Max Bill versus Guy Debord et Asger Jorn
Max Bill, Pavillon suisse dans les Giardini, Venise;
Exposition Yves Netzhammer
«Max Bill connaissait les situationnistes. Asger Jorn, cofondateur de l’I.S. avec Debord, l’avait contacté en 1953, dans l’objectif d’une éventuelle collaboration justement sur l’idée du nouveau Bauhaus d’Ulm, mais ils se sont plutôt mal entendus… il existe une série de textes très intéressants sur ce débat de l’époque, développé notamment lors de la Triennale de Milan. Résultat, Jorn et ses amis, ont fondé le Mouvement International pour un Bauhaus Imaginiste, contre le bauhaus de Bill…» nous a dit Vanessa Theodoropoulou.
Mirella Bandini, dans son article «L’architecture contemporaine et la configuration urbaine situationniste de Debord, Constant et Jorn. Les prémices utopiques de Breton et Isou» in Le Mythe de la ville situationniste, edizioni Peccolo Livorno, 2008, focalise justement sur l’architecture et fait une rapide généalogie du situationnisme dans cette optique, pour conclure sur des propositions architecturales actuelles qui relèveraient des idées du situationnisme, «Rem Koolhas, Frank Gehry, Jean Nouvel, Zaha Hadid, Massimiliano Fuksas, Shigeru Ban et Toyo Ito» : «Désormais, [dit-elle], des bâtiments aux formes résolument libres circulent dans l’espace et se métamorphosent au gré de la lumière grâce à l’utilisation de nouveaux matériaux, offrant ainsi des possibilités intrinsèques de variabilité et de transformation de l’habitat. L’importance de ces résolutions ont lentement mûri à partir des années cinquante, période durant laquelle elles ont été élaborées et propagées théoriquement par l’Internationale situationniste (1957-1962) à travers les thèses de l’Urbanisme Unitaire, conjointement débattues par Guy Debord, Constant et Asger Jorn, ainsi que par le mouvement lettriste d’Isidore Isou. Pendant cette phase, le phénomène urbain fut envisagé de manière polémique, notamment en réaction contre les thèses de l’architecture fonctionnaliste et de l’Industrial Design défendues à Ulm par Max Bill.»

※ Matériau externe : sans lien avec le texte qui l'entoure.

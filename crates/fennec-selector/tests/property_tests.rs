//! Property tests for the tokenizer.

use fennec_selector::{SelectorError, Token, parse, tokenize};
use quickcheck_macros::quickcheck;

/// Lexically valid selector fragments; any concatenation tokenizes.
const FRAGMENTS: &[&str] = &[
    "div",
    "svg|rect",
    "*",
    ".item",
    "#main",
    " ",
    " > ",
    "+",
    " ~ ",
    ", ",
    ":first-child",
    "::before",
    "(2n+1)",
    "(odd)",
    "[href]",
    "[lang|=en]",
    "[title='a]b']",
    r#"[data-x="q\"r"]"#,
    "'it''s'",
    r"'\''",
];

fn build(picks: &[u8]) -> String {
    picks
        .iter()
        .map(|&i| FRAGMENTS[usize::from(i) % FRAGMENTS.len()])
        .collect()
}

/// Tokens cover the input exactly, in order, with no gaps or overlaps.
fn covers(tokens: &[Token], selector: &str) -> bool {
    let mut offset = 0;
    for token in tokens {
        if token.position() != offset
            || token.length() != token.content().len()
            || token.length() == 0
        {
            return false;
        }
        offset = token.end();
    }
    offset == selector.len()
        && tokens.iter().map(Token::content).collect::<String>() == selector
}

#[quickcheck]
fn prop_fragments_tokenize_losslessly(picks: Vec<u8>) -> bool {
    let selector = build(&picks);
    tokenize(&selector).is_ok_and(|tokens| covers(&tokens, &selector))
}

#[quickcheck]
fn prop_any_input_is_lossless_or_a_syntax_error(selector: String) -> bool {
    match tokenize(&selector) {
        Ok(tokens) => covers(&tokens, &selector),
        Err(SelectorError::Syntax { offset, .. }) => {
            offset < selector.len() && selector.is_char_boundary(offset)
        }
        Err(_) => false,
    }
}

#[quickcheck]
fn prop_parse_never_panics(selector: String) -> bool {
    let _ = parse(&selector);
    true
}
//! Selector token types.
//!
//! The output of a scan is an ordered list of [`Token`]s. Every token records
//! the exact slice of the selector it was matched from, so concatenating the
//! `content` of all tokens reproduces the scanned input.

use core::fmt::{self, Write as _};

use serde::Serialize;
use strum_macros::Display;

/// The lexical kind of a [`Token`].
///
/// Each [`Status`](super::Status) recognizes a subset of these types; which
/// subset is listed on each variant.
#[derive(Debug, Clone, Copy, PartialEq, Eq, Hash, Display, Serialize)]
#[strum(serialize_all = "kebab-case")]
#[serde(rename_all = "kebab-case")]
pub enum TokenType {
    /// A run of whitespace. `Default`, `Attributes`.
    Whitespace,
    /// An element name, `*`, or a namespaced name such as `svg|rect`. `Default`.
    TypeSelector,
    /// `.name`. `Default`.
    ClassSelector,
    /// `#name`. `Default`.
    IdSelector,
    /// `:name`. `Default`.
    PseudoClass,
    /// `::name`. `Default`.
    PseudoElement,
    /// An `an+b` argument such as `2n+1`, `-n+3` or `5`. `Default`.
    PseudoClassPosition,
    /// `[`, enters the `Attributes` status. `Default`.
    AttributeSelectorStart,
    /// `]`, terminates the `Attributes` status.
    AttributeSelectorEnd,
    /// An attribute name, or an unquoted attribute value. `Attributes`.
    AttributeName,
    /// `=`, `~=`, `|=`, `^=`, `$=`, `*=` or `!=`. `Attributes`.
    AttributeOperator,
    /// `(`. `Default`.
    ParametersStart,
    /// `)`. `Default`.
    ParametersEnd,
    /// `,` with any surrounding whitespace. `Default`.
    SelectorSeparator,
    /// `>`, `+` or `~` with any surrounding whitespace. `Default`.
    Combinator,
    /// `'`, enters the `StringSingle` status.
    SingleQuoteStringStart,
    /// `'`, terminates the `StringSingle` status.
    SingleQuoteStringEnd,
    /// `"`, enters the `StringDouble` status.
    DoubleQuoteStringStart,
    /// `"`, terminates the `StringDouble` status.
    DoubleQuoteStringEnd,
    /// A run of characters inside a string, without backslashes or the
    /// active quote.
    StringChars,
    /// A backslash followed by the character it escapes.
    StringEscapedChar,
}

/// A lexical unit of a selector.
///
/// Tokens are immutable: fields are only reachable through accessors and
/// `length` is fixed at construction as the byte length of `content`.
#[derive(Debug, Clone, PartialEq, Eq, Hash, Serialize)]
pub struct Token {
    #[serde(rename = "type")]
    token_type: TokenType,
    content: String,
    position: usize,
    length: usize,
}

impl Token {
    /// Create a token of `token_type` matched at byte offset `position`.
    #[must_use]
    pub fn new(token_type: TokenType, content: impl Into<String>, position: usize) -> Self {
        let content = content.into();
        let length = content.len();
        Self {
            token_type,
            content,
            position,
            length,
        }
    }

    /// The lexical kind of this token.
    #[must_use]
    pub const fn token_type(&self) -> TokenType {
        self.token_type
    }

    /// The exact text matched from the selector.
    #[must_use]
    pub fn content(&self) -> &str {
        &self.content
    }

    /// Zero-based byte offset of the match in the selector.
    #[must_use]
    pub const fn position(&self) -> usize {
        self.position
    }

    /// Byte length of [`content`](Self::content).
    #[must_use]
    pub const fn length(&self) -> usize {
        self.length
    }

    /// Byte offset just past the end of this token.
    #[must_use]
    pub const fn end(&self) -> usize {
        self.position + self.length
    }

    /// Returns true if this token has the given type.
    #[must_use]
    pub fn is(&self, token_type: TokenType) -> bool {
        self.token_type == token_type
    }
}

impl fmt::Display for Token {
    fn fmt(&self, f: &mut fmt::Formatter<'_>) -> fmt::Result {
        write!(f, "TOKEN#{}:{} '", self.token_type, self.position)?;
        for c in self.content.chars() {
            match c {
                '\\' => f.write_str("\\\\")?,
                '\r' => f.write_str("\\r")?,
                '\n' => f.write_str("\\n")?,
                '\'' => f.write_str("\\'")?,
                c => f.write_char(c)?,
            }
        }
        f.write_str("'")
    }
}
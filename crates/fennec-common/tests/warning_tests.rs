//! Integration tests for the warning registry.

use fennec_common::warning::{has_warned, warn_once};

#[test]
fn test_warn_once_records_message() {
    warn_once("Test", "recorded message");
    assert!(has_warned("Test", "recorded message"));
    assert!(!has_warned("Test", "some other message"));
}

#[test]
fn test_messages_are_scoped_by_component() {
    warn_once("Parser", "scoped message");
    assert!(has_warned("Parser", "scoped message"));
    assert!(!has_warned("XPath", "scoped message"));
}

#[test]
fn test_repeated_warning_is_idempotent() {
    warn_once("Test", "repeated message");
    warn_once("Test", "repeated message");
    assert!(has_warned("Test", "repeated message"));
}
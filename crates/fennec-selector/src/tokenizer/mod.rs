//! Selector tokenizer module.

/// Scanner driving a [`Status`] across the selector buffer.
pub mod scanner;
/// Per-context recognition rules.
pub mod status;
/// Token records and token types.
pub mod token;

pub use scanner::{Scanner, tokenize};
pub use status::Status;
pub use token::{Token, TokenType};
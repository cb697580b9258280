//! Compiler warnings with colored terminal output.
//!
//! Provides deduplication so a stylesheet or query loop that repeats the
//! same unsupported selector reports it once.

use std::collections::HashSet;
use std::sync::{Mutex, MutexGuard, PoisonError};

use owo_colors::OwoColorize;

/// Global set of warnings we've already printed (to deduplicate)
static WARNED: Mutex<Option<HashSet<String>>> = Mutex::new(None);

fn warned() -> MutexGuard<'static, Option<HashSet<String>>> {
    // A panic while holding the lock cannot leave the set half-updated.
    WARNED.lock().unwrap_or_else(PoisonError::into_inner)
}

fn key(component: &str, message: &str) -> String {
    format!("[{component}] {message}")
}

/// Warn about an unsupported selector feature (prints once per unique message)
///
/// # Example
/// ```
/// use fennec_common::warning::warn_once;
///
/// warn_once("Selector", "unsupported pseudo-class ':hover'");
/// ```
pub fn warn_once(component: &str, message: &str) {
    let should_print = warned()
        .get_or_insert_with(HashSet::new)
        .insert(key(component, message));

    if should_print {
        eprintln!("{}", format!("[Fennec {component}] ⚠ {message}").yellow());
    }
}

/// Returns true if `warn_once` has already reported this message.
#[must_use]
pub fn has_warned(component: &str, message: &str) -> bool {
    warned()
        .as_ref()
        .is_some_and(|set| set.contains(&key(component, message)))
}

/// Clear all recorded warnings (call before compiling a new batch of selectors)
pub fn clear_warnings() {
    if let Some(set) = warned().as_mut() {
        set.clear();
    }
}
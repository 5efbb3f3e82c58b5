//! Leaf predicate library.
//!
//! Type tags live here; length/range/pattern factories and the two format
//! checks sit in per-kind submodules. Every predicate is type-guarded: a
//! value of the wrong kind is `false`, never an error. All of them are
//! plain data checks — pure, stateless, freely composable by wrapping.

pub mod arr;
pub mod net;
pub mod num;
pub mod str;

use crate::rule::Predicate;
use crate::value::Value;

pub use arr::{
    array_longer_than, array_max_length, array_min_length, array_of_length, array_shorter_than,
};
pub use net::{is_email, is_url};
pub use num::{number_equal, number_less_than, number_max, number_min, number_more_than};
pub use str::{
    matches, pattern, string_longer_than, string_max_length, string_min_length, string_of_length,
    string_shorter_than, PatternError,
};

// ------------------------------ Type tags --------------------------------- //

pub fn is_null() -> Predicate {
    Predicate::new(|v| matches!(v, Value::Null))
}

pub fn is_bool() -> Predicate {
    Predicate::new(|v| matches!(v, Value::Bool(_)))
}

/// Finite numbers only: NaN and the infinities are not "a number" here,
/// same as the `n - n == 0` trick this check descends from.
pub fn is_number() -> Predicate {
    Predicate::new(|v| matches!(v, Value::Number(n) if n.is_finite()))
}

pub fn is_integer() -> Predicate {
    Predicate::new(|v| matches!(v, Value::Number(n) if n.is_finite() && n.fract() == 0.0))
}

pub fn is_float() -> Predicate {
    Predicate::new(|v| matches!(v, Value::Number(n) if n.is_finite() && n.fract() != 0.0))
}

pub fn is_string() -> Predicate {
    Predicate::new(|v| matches!(v, Value::String(_)))
}

pub fn is_date() -> Predicate {
    Predicate::new(|v| matches!(v, Value::Date(_)))
}

pub fn is_array() -> Predicate {
    Predicate::new(|v| matches!(v, Value::Array(_)))
}

pub fn is_object() -> Predicate {
    Predicate::new(|v| matches!(v, Value::Object(_)))
}
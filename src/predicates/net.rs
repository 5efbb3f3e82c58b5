//! Format checks: email addresses and URLs.

use once_cell::sync::Lazy;
use regex::Regex;

use crate::rule::Predicate;
use crate::value::Value;

// Length caps checked before the pattern ever runs.
const EMAIL_LOCAL_MAX: usize = 64;
const EMAIL_DOMAIN_MAX: usize = 255;
const EMAIL_LABEL_MAX: usize = 63;

// Structural shape only; lengths are enforced separately above. Anchored,
// case-insensitive, dotted-atom local part and a dotted domain with at
// least two labels.
static EMAIL_RE: Lazy<Regex> = Lazy::new(|| {
    Regex::new(
        r"(?i)^[a-z0-9!#$%&'*+/=?^_`{|}~-]+(\.[a-z0-9!#$%&'*+/=?^_`{|}~-]+)*@([a-z0-9]([a-z0-9-]*[a-z0-9])?\.)+[a-z]([a-z0-9-]*[a-z])?$",
    )
    .unwrap()
});

fn email_shaped(s: &str) -> bool {
    let mut parts = s.split('@');
    let (Some(local), Some(domain), None) = (parts.next(), parts.next(), parts.next()) else {
        return false;
    };
    if local.chars().count() > EMAIL_LOCAL_MAX {
        return false;
    }
    if domain.chars().count() > EMAIL_DOMAIN_MAX {
        return false;
    }
    if domain.split('.').any(|label| label.chars().count() > EMAIL_LABEL_MAX) {
        return false;
    }
    EMAIL_RE.is_match(s)
}

pub fn is_email() -> Predicate {
    Predicate::new(|v| v.as_str().is_some_and(email_shaped))
}

/// Well-formed per a trailing parse; nothing is checked beyond that.
pub fn is_url() -> Predicate {
    Predicate::new(|v| v.as_str().is_some_and(|s| url::Url::parse(s).is_ok()))
}
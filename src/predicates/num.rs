//! Numeric comparator factories.
//!
//! All comparisons are over the value's f64 lane; non-numbers compare false.
//! NaN falls out of every comparison as false, which is the behavior we
//! want without a special case.

use crate::rule::Predicate;
use crate::value::Value;

pub fn number_more_than(bound: f64) -> Predicate {
    Predicate::new(move |v| v.as_f64().is_some_and(|n| n > bound))
}

pub fn number_less_than(bound: f64) -> Predicate {
    Predicate::new(move |v| v.as_f64().is_some_and(|n| n < bound))
}

pub fn number_equal(bound: f64) -> Predicate {
    Predicate::new(move |v| v.as_f64().is_some_and(|n| n == bound))
}

pub fn number_min(bound: f64) -> Predicate {
    Predicate::new(move |v| v.as_f64().is_some_and(|n| n >= bound))
}

pub fn number_max(bound: f64) -> Predicate {
    Predicate::new(move |v| v.as_f64().is_some_and(|n| n <= bound))
}

#[cfg(test)]
mod tests {
    use super::*;

    #[test]
    fn comparators_close_over_their_bound() {
        let v = Value::from(5.0);
        assert!(number_more_than(4.0).check(&v));
        assert!(!number_more_than(5.0).check(&v));
        assert!(number_less_than(6.0).check(&v));
        assert!(number_equal(5.0).check(&v));
        assert!(number_min(5.0).check(&v));
        assert!(number_max(5.0).check(&v));
        assert!(!number_max(4.9).check(&v));
    }

    #[test]
    fn nan_and_non_numbers_are_false() {
        assert!(!number_more_than(0.0).check(&Value::Number(f64::NAN)));
        assert!(!number_equal(0.0).check(&Value::Number(f64::NAN)));
        assert!(!number_min(0.0).check(&Value::from("5")));
        assert!(!number_less_than(10.0).check(&Value::Null));
    }
}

«Pour les Lettristes comme pour les Situationnistes, la nouvelle structure urbaine implique l’artiste qui deviendra bâtisseur d’une «nouvelles architecture pour la vie» et où «la libération d’un instinct de construction actuellement refoulé chez tous ne peut aller sans les autres aspects de la conquête d’une vie authentique.» Le slogan situationniste ainsi que lettriste: « habiter, c’est être partout chez soi » a été repris [...] par le nomadisme hippy [...]. Dans le Rapport de 1957, qui précède la fondation de l’I.S., Debord affirme que « notre idée centrale est celle de la construction de situations », c’est-à-dire d’ambiances collectives momentanées de la vie où l’architecture prendra comme matière des situations émouvantes, plus que des formes émouvantes. [...] En 1965, déjà, dans le cadre du Laboratoire Expérimental d’Alba, Constant avait conçu un Campement pour les Gitans prévoyant des séparations mobiles réunies sous une une unique couverture et adaptables aux variations du nombre d’individus abrités. [...] Shigeru Ban [...] conçoit des édifices constitués de gigantesques tuyaux de carton, qui tels des bambous, se transforment en façades, en toitures, puis en maisons, en églises. Entièrement fabriquées en papier recyclé, ces bâtiments sont rendus imperméables par des vernis et des colles de la dernière génération.» [On est dans le contexte actuel des camps de réfugiés mondialisés fuyant les désastres climatiques et les guerres où l'extrême simplicité d'architecture minimale recourt à la plus haute technologie, une forme de fonctionnalisme décriée par les Situationnistes [...]
«Pour [Alain de Botton, auteur suisse du livre Architecture et Bonheur, 2006, évoquant les citées de banlieue déprimantes], exercer la profession d’architecte ressemble à celle du médecin ou du pilote d’avion, leur impact est absolument décisif sur la vie d’autrui.»
Curieusement, les idées de Max Bill, suisse aussi, telles qu’on les retrouve exposées dans le DVD Max Bill, un regard absolu, un film de Erich Schmid, ressortissent de cette attitude empathique à l’égard ds personnes ordinaires vivant en ville et dans ses bâtiments collectifs, le pavillon suisse des Giardini à Venise, le théâtre de Vidy à Lausanne, l’antilabyrinthe dans une rue de Zurich. C’est aussi une figure de l’artiste politique assez exemplaire. Max Bill est aussi une référence avec Lohse, pour la scène contemporaine artistique romande et au-delà d’Armleder, des peintres abstraits néo-géo actuels.